What to work on >> Each entry in the block below needs to be copied out exactly.
== Material shown ==
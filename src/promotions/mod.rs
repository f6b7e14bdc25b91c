//! Promotions

use std::fmt;

use jiff::civil::Date;
use rust_decimal::Decimal;
use rustc_hash::FxHashSet;
use serde::{Deserialize, Serialize};

use crate::{
    ids::TypedId,
    products::{CategoryId, ProductId},
};

pub mod applicability;
mod errors;
pub mod repository;
pub mod validity;

pub use errors::{PromotionDefinitionError, PromotionError, RepositoryError};

/// Promotion Id
pub type PromotionId = TypedId<Promotion>;

/// How a promotion's `value` is interpreted.
#[derive(Debug, Clone, Copy, PartialEq, Eq, Serialize, Deserialize)]
#[serde(rename_all = "snake_case")]
pub enum PromotionType {
    /// Percent off each qualifying line.
    Percentage,

    /// Flat amount spread across qualifying lines.
    Fixed,

    /// For every X units bought, Y units free.
    BuyXGetY,
}

impl PromotionType {
    /// Wire name of the type.
    #[must_use]
    pub const fn to_str(self) -> &'static str {
        match self {
            Self::Percentage => "percentage",
            Self::Fixed => "fixed",
            Self::BuyXGetY => "buy_x_get_y",
        }
    }
}

/// Raw promotion value: a number, or a `"buy:get"` ratio.
#[derive(Debug, Clone, PartialEq, Serialize, Deserialize)]
#[serde(untagged)]
pub enum PromotionValue {
    /// Percent or currency amount.
    Amount(Decimal),

    /// Buy/get ratio such as `"2:1"`.
    Ratio(String),
}

impl Default for PromotionValue {
    fn default() -> Self {
        Self::Amount(Decimal::ZERO)
    }
}

impl fmt::Display for PromotionValue {
    fn fmt(&self, f: &mut fmt::Formatter<'_>) -> fmt::Result {
        match self {
            Self::Amount(amount) => write!(f, "{amount}"),
            Self::Ratio(ratio) => f.write_str(ratio),
        }
    }
}

/// A promotion's discount, decoded from its type and value.
#[derive(Debug, Clone, Copy, PartialEq, Eq)]
pub enum DiscountRule {
    /// Percent off, in (0, 100].
    Percentage(Decimal),

    /// Flat amount off, greater than zero.
    Fixed(Decimal),

    /// Buy `buy` units, get `get` units free.
    BuyXGetY {
        /// Units that must be bought per set
        buy: u32,
        /// Units free per set
        get: u32,
    },
}

/// A promotion record.
#[derive(Debug, Clone, PartialEq, Serialize, Deserialize)]
#[serde(rename_all = "camelCase")]
pub struct Promotion {
    /// Identifier
    pub id: PromotionId,

    /// Case-sensitive code customers enter
    pub code: String,

    /// Display name
    pub name: String,

    /// Discount type
    #[serde(rename = "type")]
    pub kind: PromotionType,

    /// Type-dependent value
    #[serde(default)]
    pub value: PromotionValue,

    /// Explicit X for `buy_x_get_y`; takes precedence over `value`
    #[serde(default)]
    pub buy_quantity: Option<u32>,

    /// Explicit Y for `buy_x_get_y`; takes precedence over `value`
    #[serde(default)]
    pub get_quantity: Option<u32>,

    /// First valid day, inclusive
    pub start_date: Date,

    /// Last valid day, inclusive
    pub end_date: Date,

    /// Minimum qualifying units
    #[serde(default)]
    pub min_quantity: Option<u32>,

    /// Maximum qualifying units
    #[serde(default)]
    pub max_quantity: Option<u32>,

    /// Minimum cart subtotal
    #[serde(default)]
    pub min_purchase: Option<Decimal>,

    /// Products the promotion is restricted to; empty means unrestricted
    #[serde(default)]
    pub applicable_products: FxHashSet<ProductId>,

    /// Categories the promotion is restricted to; empty means unrestricted
    #[serde(default)]
    pub applicable_categories: FxHashSet<CategoryId>,

    /// Cleared explicitly or by the expiry sweep
    #[serde(default = "active_by_default")]
    pub is_active: bool,
}

const fn active_by_default() -> bool {
    true
}

impl Promotion {
    /// Decode the discount this promotion grants.
    ///
    /// # Errors
    ///
    /// Returns a [`PromotionDefinitionError`] if the value is out of range or
    /// doesn't fit the promotion type.
    pub fn rule(&self) -> Result<DiscountRule, PromotionDefinitionError> {
        match self.kind {
            PromotionType::Percentage => {
                let percent = self.amount()?;

                if percent <= Decimal::ZERO || percent > Decimal::ONE_HUNDRED {
                    return Err(PromotionDefinitionError::InvalidPercentage(percent));
                }

                Ok(DiscountRule::Percentage(percent))
            }
            PromotionType::Fixed => {
                let amount = self.amount()?;

                if amount <= Decimal::ZERO {
                    return Err(PromotionDefinitionError::InvalidAmount(amount));
                }

                Ok(DiscountRule::Fixed(amount))
            }
            PromotionType::BuyXGetY => {
                let (buy, get) = self.buy_get_quantities()?;

                Ok(DiscountRule::BuyXGetY { buy, get })
            }
        }
    }

    /// Check the whole record is coherent.
    ///
    /// # Errors
    ///
    /// Returns the first [`PromotionDefinitionError`] found.
    pub fn validate(&self) -> Result<(), PromotionDefinitionError> {
        if self.code.trim().is_empty() {
            return Err(PromotionDefinitionError::EmptyCode);
        }

        if self.start_date > self.end_date {
            return Err(PromotionDefinitionError::InvalidWindow {
                start: self.start_date,
                end: self.end_date,
            });
        }

        if let (Some(minimum), Some(maximum)) = (self.min_quantity, self.max_quantity) {
            if minimum > maximum {
                return Err(PromotionDefinitionError::InvalidQuantityBounds { minimum, maximum });
            }
        }

        if let Some(minimum) = self.min_purchase {
            if minimum.is_sign_negative() {
                return Err(PromotionDefinitionError::NegativeMinimumPurchase(minimum));
            }
        }

        self.rule().map(|_| ())
    }

    /// Short human-readable summary, e.g. "15% off" or "Buy 2 get 1 free".
    #[must_use]
    pub fn describe(&self) -> String {
        match self.rule() {
            Ok(DiscountRule::Percentage(percent)) => format!("{}% off", percent.normalize()),
            Ok(DiscountRule::Fixed(amount)) => format!("{} off", amount.normalize()),
            Ok(DiscountRule::BuyXGetY { buy, get }) => format!("Buy {buy} get {get} free"),
            Err(_) => format!("{} ({})", self.kind.to_str(), self.value),
        }
    }

    fn amount(&self) -> Result<Decimal, PromotionDefinitionError> {
        match &self.value {
            PromotionValue::Amount(amount) => Ok(*amount),
            PromotionValue::Ratio(ratio) => ratio
                .trim()
                .parse()
                .ok()
                .ok_or_else(|| PromotionDefinitionError::ValueTypeMismatch(ratio.clone())),
        }
    }

    fn buy_get_quantities(&self) -> Result<(u32, u32), PromotionDefinitionError> {
        let (buy, get) = match (self.buy_quantity, self.get_quantity) {
            (Some(buy), Some(get)) => (buy, get),
            _ => parse_ratio(&self.value)?,
        };

        if buy == 0 || get == 0 {
            return Err(PromotionDefinitionError::InvalidBuyXGetY(format!(
                "{buy}:{get}"
            )));
        }

        Ok((buy, get))
    }
}

fn parse_ratio(value: &PromotionValue) -> Result<(u32, u32), PromotionDefinitionError> {
    let PromotionValue::Ratio(ratio) = value else {
        return Err(PromotionDefinitionError::ValueTypeMismatch(value.to_string()));
    };

    let invalid = || PromotionDefinitionError::InvalidBuyXGetY(ratio.clone());

    let (buy, get) = ratio.split_once(':').ok_or_else(invalid)?;
    let buy = buy.trim().parse().ok().ok_or_else(invalid)?;
    let get = get.trim().parse().ok().ok_or_else(invalid)?;

    Ok((buy, get))
}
===
Task answer >>
filename src/promotions/mod.rs
repository f6b7e14bdc25b91c
//! Promotions

use std::fmt;

use jiff::civil::Date;
use rust_decimal::Decimal;
use rustc_hash::FxHashSet;
use serde::{Deserialize, Serialize};

use crate::{
    ids::TypedId,
    products::{CategoryId, ProductId},
};

pub mod applicability;
mod errors;
pub mod repository;
pub mod validity;

pub use errors::{PromotionDefinitionError, PromotionError, RepositoryError};

/// Promotion Id
pub type PromotionId = TypedId<Promotion>;

/// How a promotion's `value` is interpreted.
#[derive(Debug, Clone, Copy, PartialEq, Eq, Serialize, Deserialize)]
#[serde(rename_all = "snake_case")]
pub enum PromotionType {
    /// Percent off each qualifying line.
    Percentage,

    /// Flat amount spread across qualifying lines.
    Fixed,

    /// For every X units bought, Y units free.
    BuyXGetY,
}

impl PromotionType {
    /// Wire name of the type.
    #[must_use]
    pub const fn to_str(self) -> &'static str {
        match self {
            Self::Percentage => "percentage",
            Self::Fixed => "fixed",
            Self::BuyXGetY => "buy_x_get_y",
        }
    }
}

/// Raw promotion value: a number, or a `"buy:get"` ratio.
#[derive(Debug, Clone, PartialEq, Serialize, Deserialize)]
#[serde(untagged)]
pub enum PromotionValue {
    /// Percent or currency amount.
    Amount(Decimal),

    /// Buy/get ratio such as `"2:1"`.
    Ratio(String),
}

impl Default for PromotionValue {
    fn default() -> Self {
        Self::Amount(Decimal::ZERO)
    }
}

impl fmt::Display for PromotionValue {
    fn fmt(&self, f: &mut fmt::Formatter<'_>) -> fmt::Result {
        match self {
            Self::Amount(amount) => write!(f, "{amount}"),
            Self::Ratio(ratio) => f.write_str(ratio),
        }
    }
}

/// A promotion's discount, decoded from its type and value.
#[derive(Debug, Clone, Copy, PartialEq, Eq)]
pub enum DiscountRule {
    /// Percent off, in (0, 100].
    Percentage(Decimal),

    /// Flat amount off, greater than zero.
    Fixed(Decimal),

    /// Buy `buy` units, get `get` units free.
    BuyXGetY {
        /// Units that must be bought per set
        buy: u32,
        /// Units free per set
        get: u32,
    },
}

/// A promotion record.
#[derive(Debug, Clone, PartialEq, Serialize, Deserialize)]
#[serde(rename_all = "camelCase")]
pub struct Promotion {
    /// Identifier
    pub id: PromotionId,

    /// Case-sensitive code customers enter
    pub code: String,

    /// Display name
    pub name: String,

    /// Discount type
    #[serde(rename = "type")]
    pub kind: PromotionType,

    /// Type-dependent value
    #[serde(default)]
    pub value: PromotionValue,

    /// Explicit X for `buy_x_get_y`; takes precedence over `value`
    #[serde(default)]
    pub buy_quantity: Option<u32>,

    /// Explicit Y for `buy_x_get_y`; takes precedence over `value`
    #[serde(default)]
    pub get_quantity: Option<u32>,

    /// First valid day, inclusive
    pub start_date: Date,

    /// Last valid day, inclusive
    pub end_date: Date,

    /// Minimum qualifying units
    #[serde(default)]
    pub min_quantity: Option<u32>,

    /// Maximum qualifying units
    #[serde(default)]
    pub max_quantity: Option<u32>,

    /// Minimum cart subtotal
    #[serde(default)]
    pub min_purchase: Option<Decimal>,

    /// Products the promotion is restricted to; empty means unrestricted
    #[serde(default)]
    pub applicable_products: FxHashSet<ProductId>,

    /// Categories the promotion is restricted to; empty means unrestricted
    #[serde(default)]
    pub applicable_categories: FxHashSet<CategoryId>,

    /// Cleared explicitly or by the expiry sweep
    #[serde(default = "active_by_default")]
    pub is_active: bool,
}

const fn active_by_default() -> bool {
    true
}

impl Promotion {
    /// Decode the discount this promotion grants.
    ///
    /// # Errors
    ///
    /// Returns a [`PromotionDefinitionError`] if the value is out of range or
    /// doesn't fit the promotion type.
    pub fn rule(&self) -> Result<DiscountRule, PromotionDefinitionError> {
        match self.kind {
            PromotionType::Percentage => {
                let percent = self.amount()?;

                if percent <= Decimal::ZERO || percent > Decimal::ONE_HUNDRED {
                    return Err(PromotionDefinitionError::InvalidPercentage(percent));
                }

                Ok(DiscountRule::Percentage(percent))
            }
            PromotionType::Fixed => {
                let amount = self.amount()?;

                if amount <= Decimal::ZERO {
                    return Err(PromotionDefinitionError::InvalidAmount(amount));
                }

                Ok(DiscountRule::Fixed(amount))
            }
            PromotionType::BuyXGetY => {
                let (buy, get) = self.buy_get_quantities()?;

                Ok(DiscountRule::BuyXGetY { buy, get })
            }
        }
    }

    /// Check the whole record is coherent.
    ///
    /// # Errors
    ///
    /// Returns the first [`PromotionDefinitionError`] found.
    pub fn validate(&self) -> Result<(), PromotionDefinitionError> {
        if self.code.trim().is_empty() {
            return Err(PromotionDefinitionError::EmptyCode);
        }

        if self.start_date > self.end_date {
            return Err(PromotionDefinitionError::InvalidWindow {
                start: self.start_date,
                end: self.end_date,
            });
        }

        if let (Some(minimum), Some(maximum)) = (self.min_quantity, self.max_quantity) {
            if minimum > maximum {
                return Err(PromotionDefinitionError::InvalidQuantityBounds { minimum, maximum });
            }
        }

        if let Some(minimum) = self.min_purchase {
            if minimum.is_sign_negative() {
                return Err(PromotionDefinitionError::NegativeMinimumPurchase(minimum));
            }
        }

        self.rule().map(|_| ())
    }

    /// Short human-readable summary, e.g. "15% off" or "Buy 2 get 1 free".
    #[must_use]
    pub fn describe(&self) -> String {
        match self.rule() {
            Ok(DiscountRule::Percentage(percent)) => format!("{}% off", percent.normalize()),
            Ok(DiscountRule::Fixed(amount)) => format!("{} off", amount.normalize()),
            Ok(DiscountRule::BuyXGetY { buy, get }) => format!("Buy {buy} get {get} free"),
            Err(_) => format!("{} ({})", self.kind.to_str(), self.value),
        }
    }

    fn amount(&self) -> Result<Decimal, PromotionDefinitionError> {
        match &self.value {
            PromotionValue::Amount(amount) => Ok(*amount),
            PromotionValue::Ratio(ratio) => ratio
                .trim()
                .parse()
                .ok()
                .ok_or_else(|| PromotionDefinitionError::ValueTypeMismatch(ratio.clone())),
        }
    }

    fn buy_get_quantities(&self) -> Result<(u32, u32), PromotionDefinitionError> {
        let (buy, get) = match (self.buy_quantity, self.get_quantity) {
            (Some(buy), Some(get)) => (buy, get),
            _ => parse_ratio(&self.value)?,
        };

        if buy == 0 || get == 0 {
            return Err(PromotionDefinitionError::InvalidBuyXGetY(format!(
                "{buy}:{get}"
            )));
        }

        Ok((buy, get))
    }
}

fn parse_ratio(value: &PromotionValue) -> Result<(u32, u32), PromotionDefinitionError> {
    let PromotionValue::Ratio(ratio) = value else {
        return Err(PromotionDefinitionError::ValueTypeMismatch(value.to_string()));
    };

    let invalid = || PromotionDefinitionError::InvalidBuyXGetY(ratio.clone());

    let (buy, get) = ratio.split_once(':').ok_or_else(invalid)?;
    let buy = buy.trim().parse().ok().ok_or_else(invalid)?;
    let get = get.trim().parse().ok().ok_or_else(invalid)?;

    Ok((buy, get))
}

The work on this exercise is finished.